* [WHAT TO PRODUCE] Please report each line of the data below that contains "String".

+ + + +

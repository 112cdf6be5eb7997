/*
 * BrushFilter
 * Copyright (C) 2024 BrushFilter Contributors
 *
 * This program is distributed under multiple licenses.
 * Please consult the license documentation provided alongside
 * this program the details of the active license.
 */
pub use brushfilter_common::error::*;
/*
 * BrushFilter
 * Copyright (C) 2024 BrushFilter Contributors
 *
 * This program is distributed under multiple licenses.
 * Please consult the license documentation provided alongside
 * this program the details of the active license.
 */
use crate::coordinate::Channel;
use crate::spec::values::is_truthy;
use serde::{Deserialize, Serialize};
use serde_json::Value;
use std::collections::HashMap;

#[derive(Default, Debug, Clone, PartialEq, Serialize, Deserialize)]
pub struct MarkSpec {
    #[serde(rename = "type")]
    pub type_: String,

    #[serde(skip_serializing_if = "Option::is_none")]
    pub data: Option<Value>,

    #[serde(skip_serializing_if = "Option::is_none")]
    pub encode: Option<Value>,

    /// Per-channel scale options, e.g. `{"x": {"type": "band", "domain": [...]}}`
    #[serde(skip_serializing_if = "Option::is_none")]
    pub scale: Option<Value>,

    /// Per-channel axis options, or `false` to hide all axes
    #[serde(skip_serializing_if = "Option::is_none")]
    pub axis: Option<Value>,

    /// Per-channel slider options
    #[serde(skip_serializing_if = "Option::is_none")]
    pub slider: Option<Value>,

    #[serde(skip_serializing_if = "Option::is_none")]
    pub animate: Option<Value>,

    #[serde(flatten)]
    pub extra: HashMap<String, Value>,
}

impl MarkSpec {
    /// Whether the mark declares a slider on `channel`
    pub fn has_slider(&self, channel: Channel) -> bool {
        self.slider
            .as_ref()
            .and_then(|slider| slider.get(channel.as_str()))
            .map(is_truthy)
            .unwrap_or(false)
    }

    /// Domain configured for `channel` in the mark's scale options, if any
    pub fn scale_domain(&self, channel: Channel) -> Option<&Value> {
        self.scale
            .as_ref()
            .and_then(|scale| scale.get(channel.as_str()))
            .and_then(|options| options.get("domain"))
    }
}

+ + + +

* [RESULT OF THE TASK]
    pub type_: String,
    pub extra: HashMap<String, Value>,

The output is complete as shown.